**EXERCISE OBJECTIVE**
Each line of the data that mentions the string "AgentTypeSpec" needs to be identified and copied.

**Extracted data entries**
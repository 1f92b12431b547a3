//! Agent roles, catalog entries and live instances

use chrono::{DateTime, Utc};
use serde::{Deserialize, Serialize};
use serde_json::{Map, Value};
use std::collections::BTreeSet;
use std::str::FromStr;

use super::message::ConversationTurn;
use crate::agents::error::{AgentError, TransitionError};

/// Closed set of roles an agent can take.
#[derive(Debug, Clone, Copy, PartialEq, Eq, Hash, PartialOrd, Ord, Serialize, Deserialize)]
#[serde(rename_all = "snake_case")]
pub enum AgentRole {
    Orchestrator,
    Architect,
    BackendLead,
    FrontendLead,
    BackendEngineer,
    FrontendEngineer,
    QaEngineer,
    DevopsEngineer,
}

impl AgentRole {
    pub const ALL: [AgentRole; 8] = [
        AgentRole::Orchestrator,
        AgentRole::Architect,
        AgentRole::BackendLead,
        AgentRole::FrontendLead,
        AgentRole::BackendEngineer,
        AgentRole::FrontendEngineer,
        AgentRole::QaEngineer,
        AgentRole::DevopsEngineer,
    ];

    pub fn as_str(&self) -> &'static str {
        match self {
            AgentRole::Orchestrator => "orchestrator",
            AgentRole::Architect => "architect",
            AgentRole::BackendLead => "backend_lead",
            AgentRole::FrontendLead => "frontend_lead",
            AgentRole::BackendEngineer => "backend_engineer",
            AgentRole::FrontendEngineer => "frontend_engineer",
            AgentRole::QaEngineer => "qa_engineer",
            AgentRole::DevopsEngineer => "devops_engineer",
        }
    }
}

impl std::fmt::Display for AgentRole {
    fn fmt(&self, f: &mut std::fmt::Formatter<'_>) -> std::fmt::Result {
        f.write_str(self.as_str())
    }
}

impl FromStr for AgentRole {
    type Err = AgentError;

    fn from_str(s: &str) -> Result<Self, Self::Err> {
        AgentRole::ALL
            .iter()
            .copied()
            .find(|role| role.as_str() == s)
            .ok_or_else(|| AgentError::UnknownRole(s.to_string()))
    }
}

/// Default generation parameters for an agent type
#[derive(Debug, Clone, PartialEq, Serialize, Deserialize)]
pub struct GenerationParams {
    #[serde(default = "default_model")]
    pub model: String,
    #[serde(default = "default_temperature")]
    pub temperature: f32,
    #[serde(default = "default_max_tokens")]
    pub max_tokens: u32,
    /// Upper bound on tool calls (delegations included) honoured per turn
    #[serde(default = "default_max_iterations")]
    pub max_iterations: u32,
    /// Thinking-mode default; the upstream setting applies when unset
    #[serde(default)]
    pub think: Option<bool>,
}

fn default_model() -> String {
    "default".to_string()
}

fn default_temperature() -> f32 {
    0.7
}

fn default_max_tokens() -> u32 {
    4096
}

fn default_max_iterations() -> u32 {
    10
}

impl Default for GenerationParams {
    fn default() -> Self {
        Self {
            model: default_model(),
            temperature: default_temperature(),
            max_tokens: default_max_tokens(),
            max_iterations: default_max_iterations(),
            think: None,
        }
    }
}

/// Catalog entry describing one agent type. Immutable at runtime.
#[derive(Debug, Clone, PartialEq, Serialize, Deserialize)]
pub struct AgentTypeSpec {
    pub role: AgentRole,
    /// 0 is the top of the hierarchy; larger numbers sit lower
    pub hierarchy_level: u32,
    /// Tool names this type may invoke
    #[serde(default)]
    pub capabilities: BTreeSet<String>,
    /// Roles this type may delegate to
    #[serde(default)]
    pub can_hire: BTreeSet<AgentRole>,
    #[serde(default)]
    pub generation: GenerationParams,
    #[serde(default)]
    pub system_prompt: Option<String>,
}

impl AgentTypeSpec {
    pub fn new(role: AgentRole, hierarchy_level: u32) -> Self {
        Self {
            role,
            hierarchy_level,
            capabilities: BTreeSet::new(),
            can_hire: BTreeSet::new(),
            generation: GenerationParams::default(),
            system_prompt: None,
        }
    }

    pub fn with_capabilities<I, S>(mut self, capabilities: I) -> Self
    where
        I: IntoIterator<Item = S>,
        S: Into<String>,
    {
        self.capabilities = capabilities.into_iter().map(Into::into).collect();
        self
    }

    pub fn with_hires(mut self, roles: impl IntoIterator<Item = AgentRole>) -> Self {
        self.can_hire = roles.into_iter().collect();
        self
    }

    pub fn with_system_prompt(mut self, prompt: impl Into<String>) -> Self {
        self.system_prompt = Some(prompt.into());
        self
    }
}

#[derive(Debug, Clone, Copy, Default, PartialEq, Eq, Serialize, Deserialize)]
#[serde(rename_all = "snake_case")]
pub enum AgentStatus {
    #[default]
    Idle,
    Working,
    WaitingInput,
    Error,
}

impl AgentStatus {
    pub fn as_str(&self) -> &'static str {
        match self {
            AgentStatus::Idle => "idle",
            AgentStatus::Working => "working",
            AgentStatus::WaitingInput => "waiting_input",
            AgentStatus::Error => "error",
        }
    }

    pub fn can_transition_to(&self, next: AgentStatus) -> bool {
        use AgentStatus::*;
        matches!(
            (self, next),
            (Idle, Working)
                | (Working, Idle)
                | (Working, WaitingInput)
                | (Working, Error)
                | (WaitingInput, Working)
                | (WaitingInput, Idle)
                | (Error, Working)
                | (Error, Idle)
        )
    }
}

impl FromStr for AgentStatus {
    type Err = AgentError;

    fn from_str(s: &str) -> Result<Self, Self::Err> {
        match s {
            "idle" => Ok(AgentStatus::Idle),
            "working" => Ok(AgentStatus::Working),
            "waiting_input" => Ok(AgentStatus::WaitingInput),
            "error" => Ok(AgentStatus::Error),
            other => Err(AgentError::Validation(format!("unknown agent status '{}'", other))),
        }
    }
}

/// Task handed to this instance by a delegator and not yet completed.
#[derive(Debug, Clone, PartialEq, Serialize, Deserialize)]
pub struct OpenTask {
    pub message_id: String,
    pub from_instance: String,
    pub from_role: AgentRole,
    pub description: String,
    pub requires_response: bool,
    pub assigned_at: DateTime<Utc>,
}

/// Delegation this instance issued and still expects a response for.
#[derive(Debug, Clone, PartialEq, Serialize, Deserialize)]
pub struct PendingDelegation {
    pub message_id: String,
    pub to_instance: String,
    pub to_role: AgentRole,
    pub task: String,
    pub delegated_at: DateTime<Utc>,
}

/// Scratch store of an instance: typed fields the runtime relies on plus an
/// open map for anything else an agent wants to keep.
#[derive(Debug, Clone, Default, PartialEq, Serialize, Deserialize)]
pub struct WorkingMemory {
    #[serde(default, skip_serializing_if = "Option::is_none")]
    pub open_task: Option<OpenTask>,
    #[serde(default, skip_serializing_if = "Vec::is_empty")]
    pub awaiting: Vec<PendingDelegation>,
    #[serde(flatten)]
    pub extra: Map<String, Value>,
}

impl WorkingMemory {
    /// Reads a stored value leniently. Typed fields that do not match their
    /// schema are dropped into `extra` under their own key instead of failing
    /// the whole record.
    pub fn read(value: Value) -> Self {
        let Value::Object(mut map) = value else {
            return Self::default();
        };

        let open_task = match map.remove("open_task") {
            Some(raw) => match serde_json::from_value::<OpenTask>(raw.clone()) {
                Ok(task) => Some(task),
                Err(e) => {
                    tracing::warn!(error = %e, "Discarding malformed open_task in working memory");
                    map.insert("open_task_invalid".to_string(), raw);
                    None
                }
            },
            None => None,
        };

        let awaiting = match map.remove("awaiting") {
            Some(raw) => match serde_json::from_value::<Vec<PendingDelegation>>(raw.clone()) {
                Ok(pending) => pending,
                Err(e) => {
                    tracing::warn!(error = %e, "Discarding malformed awaiting list in working memory");
                    map.insert("awaiting_invalid".to_string(), raw);
                    Vec::new()
                }
            },
            None => Vec::new(),
        };

        Self {
            open_task,
            awaiting,
            extra: map,
        }
    }

    pub fn to_value(&self) -> Value {
        serde_json::to_value(self).unwrap_or_else(|_| Value::Object(Map::new()))
    }

    /// Drops the pending entry for `message_id`, returning it if present.
    pub fn resolve_pending(&mut self, message_id: &str) -> Option<PendingDelegation> {
        let idx = self.awaiting.iter().position(|p| p.message_id == message_id)?;
        Some(self.awaiting.remove(idx))
    }

    /// Replays the changes made since `base` on top of `current`, the copy
    /// other sessions may have written meanwhile.
    ///
    /// Pending entries added here are kept, entries dropped here stay
    /// dropped, and everything else follows `current`. The open task follows
    /// `current` unless it was changed here.
    pub fn rebase(&mut self, base: &WorkingMemory, current: &WorkingMemory) {
        let in_list =
            |list: &[PendingDelegation], id: &str| list.iter().any(|p| p.message_id == id);

        let mut awaiting: Vec<PendingDelegation> = current
            .awaiting
            .iter()
            .filter(|p| {
                in_list(&self.awaiting, &p.message_id) || !in_list(&base.awaiting, &p.message_id)
            })
            .cloned()
            .collect();
        for pending in &self.awaiting {
            if !in_list(&base.awaiting, &pending.message_id)
                && !in_list(&awaiting, &pending.message_id)
            {
                awaiting.push(pending.clone());
            }
        }
        self.awaiting = awaiting;

        if self.open_task == base.open_task {
            self.open_task = current.open_task.clone();
        }
    }
}

/// A live binding of an agent type to one project.
#[derive(Debug, Clone, PartialEq, Serialize, Deserialize)]
pub struct AgentInstance {
    pub id: String,
    pub project_id: String,
    pub role: AgentRole,
    pub status: AgentStatus,
    pub working_memory: WorkingMemory,
    pub conversation_history: Vec<ConversationTurn>,
    pub tasks_completed: u64,
    pub errors_encountered: u64,
    pub tokens_used: u64,
    pub is_active: bool,
    pub created_at: DateTime<Utc>,
    pub updated_at: DateTime<Utc>,
}

impl AgentInstance {
    pub fn new(project_id: impl Into<String>, role: AgentRole) -> Self {
        let now = Utc::now();
        Self {
            id: uuid::Uuid::new_v4().to_string(),
            project_id: project_id.into(),
            role,
            status: AgentStatus::Idle,
            working_memory: WorkingMemory::default(),
            conversation_history: Vec::new(),
            tasks_completed: 0,
            errors_encountered: 0,
            tokens_used: 0,
            is_active: true,
            created_at: now,
            updated_at: now,
        }
    }

    pub fn transition(&mut self, next: AgentStatus) -> Result<(), TransitionError> {
        if !self.status.can_transition_to(next) {
            return Err(TransitionError {
                role: self.role,
                from: self.status,
                to: next,
            });
        }
        self.status = next;
        self.updated_at = Utc::now();
        Ok(())
    }

    pub fn has_open_task(&self) -> bool {
        self.working_memory.open_task.is_some()
    }

    /// Appends a turn and keeps at most `max_turns` of the most recent ones.
    pub fn push_turn(&mut self, turn: ConversationTurn, max_turns: usize) {
        self.conversation_history.push(turn);
        if self.conversation_history.len() > max_turns {
            let excess = self.conversation_history.len() - max_turns;
            self.conversation_history.drain(..excess);
        }
    }

    pub fn add_tokens(&mut self, tokens: u64) {
        self.tokens_used = self.tokens_used.saturating_add(tokens);
    }
}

**ANSWER SECTION**
pub struct AgentTypeSpec {
impl AgentTypeSpec {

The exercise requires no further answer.